STEPPIR Big Vertical Repair 3

Now the assembly is replaced into the housing and the strip fed into the bottom of the tube.

4

The strip is fed up the base tube until it appears at the end of the inner tube. A bullet is then placed onto the strip to guide it past the various joints in the tube.

I used the original which was soldered on as the plastic one and superglue did not fit very well. A quick test on the table manually showed that the motor and strip were operating as expected with a small back pressure.

The top half of the antenna (fibreglass fishing rod) is now secured and the unit placed upright for testing. Attach the control unit and select calibrate to bring the strip back to its lowest point. It is of course already there so it slips the clutch for about 30 seconds in a most alarming way. Now select a high frequency and the strip should feed up the tube and stop. Replace the radials.

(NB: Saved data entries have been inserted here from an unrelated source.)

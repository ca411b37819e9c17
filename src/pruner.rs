//! Periodic deletion of finished jobs according to the retention policy.
//!
//! Sweeps run only on the current leader so a cluster prunes once per
//! interval instead of once per node.

use async_trait::async_trait;
use sqlx::PgPool;

use crate::config::{PrunerConfig, RetentionPolicy};
use crate::error::Result;
use crate::peer::PeerHandle;

/// Storage capability for deleting finished jobs.
#[async_trait]
pub trait PruneBackend: Send + Sync {
    /// Deletes at most `limit` jobs outside `retention`, returning how many were removed.
    async fn prune(&self, retention: RetentionPolicy, limit: u64) -> Result<u64>;
}

/// Deletion statement for `retention`, or `None` when pruning is disabled.
pub fn prune_sql(prefix: &str, retention: RetentionPolicy, limit: u64) -> Option<String> {
    let table = format!("\"{}\".oban_jobs", prefix.replace('"', "\"\""));
    let finished = "state IN ('completed', 'cancelled', 'discarded')";

    let select = match retention {
        RetentionPolicy::Disabled => return None,
        RetentionPolicy::MaxLen(keep) => format!(
            "SELECT id FROM {table} WHERE {finished} ORDER BY id DESC OFFSET {keep} LIMIT {limit}"
        ),
        RetentionPolicy::MaxAge(secs) => format!(
            "SELECT id FROM {table} WHERE {finished} \
             AND attempted_at < timezone('UTC', now()) - make_interval(secs => {secs}) \
             LIMIT {limit}"
        ),
    };

    Some(format!("DELETE FROM {table} WHERE id IN ({select})"))
}

#[derive(Debug, Clone)]
pub struct PgPruneBackend {
    pool: PgPool,
    prefix: String,
}

impl PgPruneBackend {
    pub fn new(pool: PgPool, prefix: impl Into<String>) -> Self {
        Self {
            pool,
            prefix: prefix.into(),
        }
    }
}

#[async_trait]
impl PruneBackend for PgPruneBackend {
    async fn prune(&self, retention: RetentionPolicy, limit: u64) -> Result<u64> {
        let Some(sql) = prune_sql(&self.prefix, retention, limit) else {
            return Ok(0);
        };
        let done = sqlx::query(&sql).execute(&self.pool).await?;
        Ok(done.rows_affected())
    }
}

pub struct PrunerTask<B> {
    pub backend: B,
    pub config: PrunerConfig,
    pub peer: PeerHandle,
}

impl<B> PrunerTask<B>
where
    B: PruneBackend + 'static,
{
    pub async fn run(self, shutdown: tokio_util::sync::CancellationToken) {
        tracing::info!(
            interval_ms = self.config.interval.as_millis() as u64,
            limit = self.config.limit,
            retention = %self.config.retention,
            "Pruner started"
        );

        loop {
            tokio::select! {
                _ = shutdown.cancelled() => {
                    tracing::info!("Pruner shutting down");
                    break;
                }
                _ = tokio::time::sleep(self.config.interval) => {
                    if let Err(e) = self.prune_once().await {
                        tracing::error!(error = %e, "Prune sweep failed");
                    }
                }
            }
        }
    }

    /// One sweep. Followers and disabled policies delete nothing.
    pub async fn prune_once(&self) -> Result<u64> {
        if self.config.retention == RetentionPolicy::Disabled {
            return Ok(0);
        }
        if !self.peer.is_leader() {
            tracing::trace!("Skipping prune, not leader");
            return Ok(0);
        }

        let deleted = self
            .backend
            .prune(self.config.retention, self.config.limit)
            .await?;
        if deleted > 0 {
            tracing::info!(deleted, retention = %self.config.retention, "Pruned finished jobs");
        }
        Ok(deleted)
    }
}

#[cfg(test)]
mod tests {
    use std::sync::{Arc, Mutex};

    use super::*;
    use crate::config::NodeConfig;
    use crate::peer::LeaderElector;
    use crate::registry::Registry;

    #[derive(Clone, Default)]
    struct StubPruneBackend {
        calls: Arc<Mutex<Vec<(RetentionPolicy, u64)>>>,
    }

    #[async_trait]
    impl PruneBackend for StubPruneBackend {
        async fn prune(&self, retention: RetentionPolicy, limit: u64) -> Result<u64> {
            self.calls.lock().expect("calls poisoned").push((retention, limit));
            Ok(3)
        }
    }

    fn follower_peer() -> (PeerHandle, tokio::sync::mpsc::Receiver<crate::peer::PeerMessage>) {
        let (_elector, peer, rx) = LeaderElector::new(&NodeConfig::default(), Registry::new());
        (peer, rx)
    }

    #[test]
    fn disabled_policy_has_no_sql() {
        assert!(prune_sql("public", RetentionPolicy::Disabled, 10).is_none());
    }

    #[test]
    fn max_len_sql_keeps_newest_rows() {
        let sql = prune_sql("public", RetentionPolicy::MaxLen(500), 10).unwrap();
        assert!(sql.starts_with("DELETE FROM \"public\".oban_jobs WHERE id IN (SELECT id"));
        assert!(sql.contains("ORDER BY id DESC OFFSET 500 LIMIT 10"));
        assert!(sql.contains("state IN ('completed', 'cancelled', 'discarded')"));
    }

    #[test]
    fn max_age_sql_uses_interval() {
        let sql = prune_sql("private", RetentionPolicy::MaxAge(60), 10_000).unwrap();
        assert!(sql.contains("\"private\".oban_jobs"));
        assert!(sql.contains("make_interval(secs => 60)"));
        assert!(sql.ends_with("LIMIT 10000)"));
    }

    #[tokio::test]
    async fn followers_do_not_prune() {
        let backend = StubPruneBackend::default();
        let (peer, _rx) = follower_peer();
        let task = PrunerTask {
            backend: backend.clone(),
            config: PrunerConfig::default(),
            peer,
        };

        assert_eq!(task.prune_once().await.unwrap(), 0);
        assert!(backend.calls.lock().unwrap().is_empty());
    }

    #[tokio::test]
    async fn disabled_policy_skips_backend() {
        let backend = StubPruneBackend::default();
        let (peer, _rx) = follower_peer();
        let task = PrunerTask {
            backend: backend.clone(),
            config: PrunerConfig {
                retention: RetentionPolicy::Disabled,
                ..PrunerConfig::default()
            },
            peer,
        };

        assert_eq!(task.prune_once().await.unwrap(), 0);
        assert!(backend.calls.lock().unwrap().is_empty());
    }
}
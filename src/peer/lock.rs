use crate::error::Result;
use crate::notifier::QueryResult;

/// Offset keeping election keys clear of application advisory locks.
pub const LOCK_KEY_BASE: i64 = 1_149_979_257;

/// Advisory lock key contended by every node of the cluster `name`.
///
/// Stable across processes and hosts, so nodes sharing a name always
/// contend for the same lock.
pub fn lock_key(name: &str) -> i64 {
    LOCK_KEY_BASE + i64::from(crc32fast::hash(name.as_bytes()))
}

pub fn try_lock_sql(key: i64) -> String {
    format!("SELECT pg_try_advisory_lock({})", key)
}

pub fn unlock_sql(key: i64) -> String {
    format!("SELECT pg_advisory_unlock({})", key)
}

/// Only an explicit single `true` counts as holding the lock.
pub fn acquired(result: &Result<QueryResult>) -> bool {
    match result {
        Ok(result) => result.as_single_bool() == Some(true),
        Err(_) => false,
    }
}

#[cfg(test)]
mod tests {
    use super::*;
    use crate::error::RelayError;
    use serde_json::json;

    #[test]
    fn lock_key_is_stable_per_name() {
        assert_eq!(lock_key("oban"), lock_key("oban"));
        assert_ne!(lock_key("oban"), lock_key("billing"));
        assert!(lock_key("oban") >= LOCK_KEY_BASE);
        assert!(lock_key("oban") <= LOCK_KEY_BASE + i64::from(u32::MAX));
    }

    #[test]
    fn sql_embeds_key() {
        assert_eq!(try_lock_sql(42), "SELECT pg_try_advisory_lock(42)");
        assert_eq!(unlock_sql(42), "SELECT pg_advisory_unlock(42)");
    }

    #[test]
    fn only_true_is_acquired() {
        assert!(acquired(&Ok(QueryResult::single_bool(true))));
        assert!(!acquired(&Ok(QueryResult::single_bool(false))));
        assert!(!acquired(&Ok(QueryResult::default())));
        assert!(!acquired(&Ok(QueryResult::new(
            vec!["pg_try_advisory_lock".into()],
            vec![vec![json!("t")]],
        ))));
        assert!(!acquired(&Err(RelayError::QueryInFlight)));
        assert!(!acquired(&Err(RelayError::Disconnected)));
    }
}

Check with your MFJ antenna tuner or a small rf signal and SWR meter and if the SWR is low it appears to be fixed. Try the other bands and replace the cover.

So what was the result? UK stations now being received on 40M for the first time. USA heard on most evenings and far too many Spanish locals in-between. The tuning is so good that the Rig noise has also gone down. I also found that the original 40M radial was way out of tune and managed to get a very nice tune using the MFJ.

The control unit has a rig interface. When the rig is tuned the interface sends antenna adjustment instructions which moves the antenna strip higher or lower as required. I have removed it as I now believe that the repetitive small back and forth movement of this strip caused the base unit to make the strip jump off the pulley and snap the strip. In practice the retuning is hardly required and can be adjusted manually. It also removes the terrible RF noise when the antenna is retuning.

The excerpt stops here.